BEGIN Provided material
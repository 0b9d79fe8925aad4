use super::device::GpuDevice;
use crate::error::GpuError;
use std::sync::mpsc::{self, Receiver, TryRecvError};
use std::sync::{Arc, Mutex};
use std::time::{Duration, Instant};

const TARGET_FORMAT: wgpu::TextureFormat = wgpu::TextureFormat::Bgra8Unorm;
const BYTES_PER_PIXEL: u32 = 4;
const FENCE_POLL_INTERVAL: Duration = Duration::from_micros(200);

/// Row layout of a readback buffer. wgpu requires every copied row to start
/// on a `COPY_BYTES_PER_ROW_ALIGNMENT` boundary.
#[derive(Debug, Clone, Copy, PartialEq, Eq)]
pub struct BufferDimensions {
    pub width: u32,
    pub height: u32,
    pub unpadded_bytes_per_row: u32,
    pub padded_bytes_per_row: u32,
}

impl BufferDimensions {
    pub fn new(width: u32, height: u32) -> Self {
        let unpadded_bytes_per_row = width * BYTES_PER_PIXEL;
        let alignment = wgpu::COPY_BYTES_PER_ROW_ALIGNMENT;
        let padded_bytes_per_row = unpadded_bytes_per_row.div_ceil(alignment) * alignment;
        Self {
            width,
            height,
            unpadded_bytes_per_row,
            padded_bytes_per_row,
        }
    }

    pub fn buffer_size(&self) -> u64 {
        self.padded_bytes_per_row as u64 * self.height as u64
    }

    pub fn unpadded_size(&self) -> usize {
        self.unpadded_bytes_per_row as usize * self.height as usize
    }
}

/// Copy the rows of a padded readback into a tightly packed `dst`.
pub fn strip_row_padding(data: &[u8], dims: BufferDimensions, dst: &mut [u8]) -> Result<(), GpuError> {
    let expected = dims.unpadded_size();
    if dst.len() != expected {
        return Err(GpuError::ReadbackSize {
            expected,
            actual: dst.len(),
        });
    }
    let padded_size = dims.buffer_size() as usize;
    if data.len() < padded_size {
        return Err(GpuError::ReadbackSize {
            expected: padded_size,
            actual: data.len(),
        });
    }
    if expected == 0 {
        return Ok(());
    }

    let row = dims.unpadded_bytes_per_row as usize;
    for (src, dst) in data
        .chunks(dims.padded_bytes_per_row as usize)
        .zip(dst.chunks_mut(row))
    {
        dst.copy_from_slice(&src[..row]);
    }
    Ok(())
}

/// Block until the map callback behind `fence` reports, the device is lost
/// or `timeout` elapses. `poll` drives the device between checks.
pub fn wait_on(
    fence: &Receiver<Result<(), wgpu::BufferAsyncError>>,
    timeout: Duration,
    lost: impl Fn() -> Option<String>,
    mut poll: impl FnMut(),
) -> Result<(), GpuError> {
    let started = Instant::now();
    loop {
        match fence.try_recv() {
            Ok(result) => return result.map_err(|err| GpuError::Map(err.to_string())),
            Err(TryRecvError::Disconnected) => {
                return Err(GpuError::Map("map callback dropped".to_string()));
            }
            Err(TryRecvError::Empty) => {}
        }
        if let Some(reason) = lost() {
            return Err(GpuError::DeviceLost(reason));
        }
        if started.elapsed() >= timeout {
            return Err(GpuError::FenceTimeout(timeout));
        }
        poll();
        std::thread::sleep(FENCE_POLL_INTERVAL);
    }
}

pub struct WgpuTarget {
    texture: wgpu::Texture,
    view: wgpu::TextureView,
    width: u32,
    height: u32,
}

pub struct WgpuTransferBuffer {
    buffer: wgpu::Buffer,
    dims: BufferDimensions,
}

/// A headless wgpu device. Fields drop in declaration order, so the device
/// goes before the adapter and instance it came from.
pub struct WgpuDevice {
    queue: wgpu::Queue,
    device: wgpu::Device,
    adapter: wgpu::Adapter,
    #[allow(dead_code)]
    instance: wgpu::Instance,
    lost: Arc<Mutex<Option<String>>>,
}

impl WgpuDevice {
    pub fn new() -> Result<Self, GpuError> {
        let instance = wgpu::Instance::default();
        let adapter_options = wgpu::RequestAdapterOptions {
            power_preference: wgpu::PowerPreference::HighPerformance,
            compatible_surface: None,
            force_fallback_adapter: false,
        };
        let adapter = match pollster::block_on(instance.request_adapter(&adapter_options)) {
            Ok(adapter) => adapter,
            Err(err) => {
                log::warn!("Adapter request failed ({err}), retrying with the fallback adapter");
                let fallback_options = wgpu::RequestAdapterOptions {
                    force_fallback_adapter: true,
                    ..adapter_options
                };
                pollster::block_on(instance.request_adapter(&fallback_options)).map_err(
                    |fallback_err| {
                        GpuError::AdapterUnavailable(format!(
                            "{err}; fallback failed: {fallback_err}"
                        ))
                    },
                )?
            }
        };

        let info = adapter.get_info();
        log::info!("Using GPU adapter {} ({:?})", info.name, info.backend);

        let device_desc = wgpu::DeviceDescriptor {
            label: Some("tracelens_device"),
            required_features: wgpu::Features::empty(),
            required_limits: wgpu::Limits::downlevel_defaults().using_resolution(adapter.limits()),
            experimental_features: wgpu::ExperimentalFeatures::default(),
            memory_hints: wgpu::MemoryHints::default(),
            trace: wgpu::Trace::default(),
        };
        let (device, queue) = pollster::block_on(adapter.request_device(&device_desc))
            .map_err(|err| GpuError::DeviceCreation(err.to_string()))?;

        let lost = Arc::new(Mutex::new(None));
        {
            let lost = Arc::clone(&lost);
            device.set_device_lost_callback(move |reason, message| {
                if matches!(reason, wgpu::DeviceLostReason::Destroyed) {
                    log::debug!("GPU device destroyed");
                    return;
                }
                log::error!("GPU device lost ({reason:?}): {message}");
                if let Ok(mut lost) = lost.lock() {
                    *lost = Some(message);
                }
            });
        }

        Ok(Self {
            queue,
            device,
            adapter,
            instance,
            lost,
        })
    }

    pub fn adapter_name(&self) -> String {
        self.adapter.get_info().name
    }

    /// Run `create` inside validation and out-of-memory error scopes.
    fn scoped<T>(&self, create: impl FnOnce(&wgpu::Device) -> T) -> Result<T, String> {
        self.device.push_error_scope(wgpu::ErrorFilter::OutOfMemory);
        self.device.push_error_scope(wgpu::ErrorFilter::Validation);
        let value = create(&self.device);
        let validation = pollster::block_on(self.device.pop_error_scope());
        let out_of_memory = pollster::block_on(self.device.pop_error_scope());
        match validation.or(out_of_memory) {
            Some(err) => Err(err.to_string()),
            None => Ok(value),
        }
    }
}

impl GpuDevice for WgpuDevice {
    type Texture = WgpuTarget;
    type Commands = wgpu::CommandEncoder;
    type TransferBuffer = WgpuTransferBuffer;
    type Fence = Receiver<Result<(), wgpu::BufferAsyncError>>;

    fn lost_reason(&self) -> Option<String> {
        self.lost.lock().ok().and_then(|lost| lost.clone())
    }

    fn create_target_texture(&self, width: u32, height: u32) -> Result<WgpuTarget, GpuError> {
        let limit = self.device.limits().max_texture_dimension_2d;
        if width > limit || height > limit {
            return Err(GpuError::TextureTooLarge {
                width,
                height,
                limit,
            });
        }
        let texture = self
            .scoped(|device| {
                device.create_texture(&wgpu::TextureDescriptor {
                    label: Some("tracelens_target"),
                    size: wgpu::Extent3d {
                        width,
                        height,
                        depth_or_array_layers: 1,
                    },
                    mip_level_count: 1,
                    sample_count: 1,
                    dimension: wgpu::TextureDimension::D2,
                    format: TARGET_FORMAT,
                    usage: wgpu::TextureUsages::RENDER_ATTACHMENT | wgpu::TextureUsages::COPY_SRC,
                    view_formats: &[TARGET_FORMAT],
                })
            })
            .map_err(GpuError::TextureCreation)?;
        let view = texture.create_view(&wgpu::TextureViewDescriptor::default());
        Ok(WgpuTarget {
            texture,
            view,
            width,
            height,
        })
    }

    fn acquire_commands(&self) -> Option<wgpu::CommandEncoder> {
        if self.lost_reason().is_some() {
            return None;
        }
        Some(
            self.device
                .create_command_encoder(&wgpu::CommandEncoderDescriptor {
                    label: Some("tracelens_frame_encoder"),
                }),
        )
    }

    fn encode_clear(&self, commands: &mut wgpu::CommandEncoder, texture: &WgpuTarget, color: [f64; 4]) {
        let [r, g, b, a] = color;
        let _pass = commands.begin_render_pass(&wgpu::RenderPassDescriptor {
            label: Some("tracelens_base_pass"),
            color_attachments: &[Some(wgpu::RenderPassColorAttachment {
                view: &texture.view,
                depth_slice: None,
                resolve_target: None,
                ops: wgpu::Operations {
                    load: wgpu::LoadOp::Clear(wgpu::Color { r, g, b, a }),
                    store: wgpu::StoreOp::Store,
                },
            })],
            depth_stencil_attachment: None,
            timestamp_writes: None,
            occlusion_query_set: None,
        });
    }

    fn create_transfer_buffer(&self, width: u32, height: u32) -> Result<WgpuTransferBuffer, GpuError> {
        let dims = BufferDimensions::new(width, height);
        let buffer = self
            .scoped(|device| {
                device.create_buffer(&wgpu::BufferDescriptor {
                    label: Some("tracelens_readback"),
                    size: dims.buffer_size(),
                    usage: wgpu::BufferUsages::MAP_READ | wgpu::BufferUsages::COPY_DST,
                    mapped_at_creation: false,
                })
            })
            .map_err(GpuError::TransferBufferCreation)?;
        Ok(WgpuTransferBuffer { buffer, dims })
    }

    fn encode_download(
        &self,
        commands: &mut wgpu::CommandEncoder,
        texture: &WgpuTarget,
        buffer: &WgpuTransferBuffer,
    ) {
        commands.copy_texture_to_buffer(
            wgpu::TexelCopyTextureInfo {
                texture: &texture.texture,
                mip_level: 0,
                origin: wgpu::Origin3d::ZERO,
                aspect: wgpu::TextureAspect::All,
            },
            wgpu::TexelCopyBufferInfo {
                buffer: &buffer.buffer,
                layout: wgpu::TexelCopyBufferLayout {
                    offset: 0,
                    bytes_per_row: Some(buffer.dims.padded_bytes_per_row),
                    rows_per_image: Some(buffer.dims.height),
                },
            },
            wgpu::Extent3d {
                width: texture.width.min(buffer.dims.width),
                height: texture.height.min(buffer.dims.height),
                depth_or_array_layers: 1,
            },
        );
    }

    fn submit(&self, commands: wgpu::CommandEncoder, buffer: &WgpuTransferBuffer) -> Self::Fence {
        self.queue.submit(Some(commands.finish()));
        let (sender, receiver) = mpsc::channel();
        buffer
            .buffer
            .slice(..)
            .map_async(wgpu::MapMode::Read, move |result| {
                let _ = sender.send(result);
            });
        receiver
    }

    fn wait(&self, fence: Self::Fence, timeout: Duration) -> Result<(), GpuError> {
        wait_on(
            &fence,
            timeout,
            || self.lost_reason(),
            || {
                let _ = self.device.poll(wgpu::PollType::Poll);
            },
        )
    }

    fn read_transfer_buffer(&self, buffer: &WgpuTransferBuffer, dst: &mut [u8]) -> Result<(), GpuError> {
        let result = {
            let data = buffer.buffer.slice(..).get_mapped_range();
            strip_row_padding(&data, buffer.dims, dst)
        };
        buffer.buffer.unmap();
        result
    }

    fn release_transfer_buffer(&self, buffer: WgpuTransferBuffer) {
        buffer.buffer.destroy();
    }

    fn release_texture(&self, texture: WgpuTarget) {
        drop(texture.view);
        texture.texture.destroy();
    }
}

#[cfg(test)]
mod tests {
    use super::*;

    #[test]
    fn test_rows_are_padded_to_copy_alignment() {
        let dims = BufferDimensions::new(10, 3);
        assert_eq!(dims.unpadded_bytes_per_row, 40);
        assert_eq!(dims.padded_bytes_per_row, 256);
        assert_eq!(dims.buffer_size(), 768);

        let exact = BufferDimensions::new(64, 2);
        assert_eq!(exact.padded_bytes_per_row, 256);
        assert_eq!(exact.unpadded_size(), 512);
    }

    #[test]
    fn test_strip_row_padding() {
        let dims = BufferDimensions::new(2, 2);
        let mut data = vec![0xEEu8; dims.buffer_size() as usize];
        data[..8].copy_from_slice(&[1, 2, 3, 4, 5, 6, 7, 8]);
        data[256..264].copy_from_slice(&[9, 10, 11, 12, 13, 14, 15, 16]);

        let mut dst = vec![0u8; dims.unpadded_size()];
        strip_row_padding(&data, dims, &mut dst).unwrap();
        assert_eq!(dst, (1..=16).collect::<Vec<u8>>());
    }

    #[test]
    fn test_strip_row_padding_rejects_wrong_sizes() {
        let dims = BufferDimensions::new(2, 2);
        let data = vec![0u8; dims.buffer_size() as usize];
        let mut short = vec![0u8; 4];
        assert_eq!(
            strip_row_padding(&data, dims, &mut short),
            Err(GpuError::ReadbackSize {
                expected: 16,
                actual: 4
            })
        );

        let mut dst = vec![0u8; 16];
        assert!(matches!(
            strip_row_padding(&data[..100], dims, &mut dst),
            Err(GpuError::ReadbackSize { .. })
        ));
    }

    #[test]
    fn test_wait_on_signalled_fence() {
        let (sender, fence) = mpsc::channel();
        sender.send(Ok(())).unwrap();
        let mut polls = 0;
        let result = wait_on(&fence, Duration::from_secs(5), || None, || polls += 1);
        assert_eq!(result, Ok(()));
        assert_eq!(polls, 0);
    }

    #[test]
    fn test_wait_on_stalled_fence_times_out() {
        let (_sender, fence) = mpsc::channel();
        let timeout = Duration::from_millis(20);
        let started = Instant::now();
        let mut polls = 0;
        let result = wait_on(&fence, timeout, || None, || polls += 1);
        assert_eq!(result, Err(GpuError::FenceTimeout(timeout)));
        assert!(started.elapsed() >= timeout);
        assert!(started.elapsed() < Duration::from_secs(5));
        assert!(polls > 0);
    }

    #[test]
    fn test_wait_on_dropped_callback() {
        let (sender, fence) = mpsc::channel();
        drop(sender);
        let result = wait_on(&fence, Duration::from_secs(5), || None, || {});
        assert!(matches!(result, Err(GpuError::Map(_))));
    }

    #[test]
    fn test_wait_on_lost_device() {
        let (_sender, fence) = mpsc::channel();
        let result = wait_on(
            &fence,
            Duration::from_secs(5),
            || Some("driver reset".to_string()),
            || {},
        );
        assert_eq!(result, Err(GpuError::DeviceLost("driver reset".to_string())));
    }
}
END Provided material
* Exercise *
Each line holding the word "const" must be copied from the data.

* Output for this task *
const TARGET_FORMAT: wgpu::TextureFormat = wgpu::TextureFormat::Bgra8Unorm;
const BYTES_PER_PIXEL: u32 = 4;
const FENCE_POLL_INTERVAL: Duration = Duration::from_micros(200);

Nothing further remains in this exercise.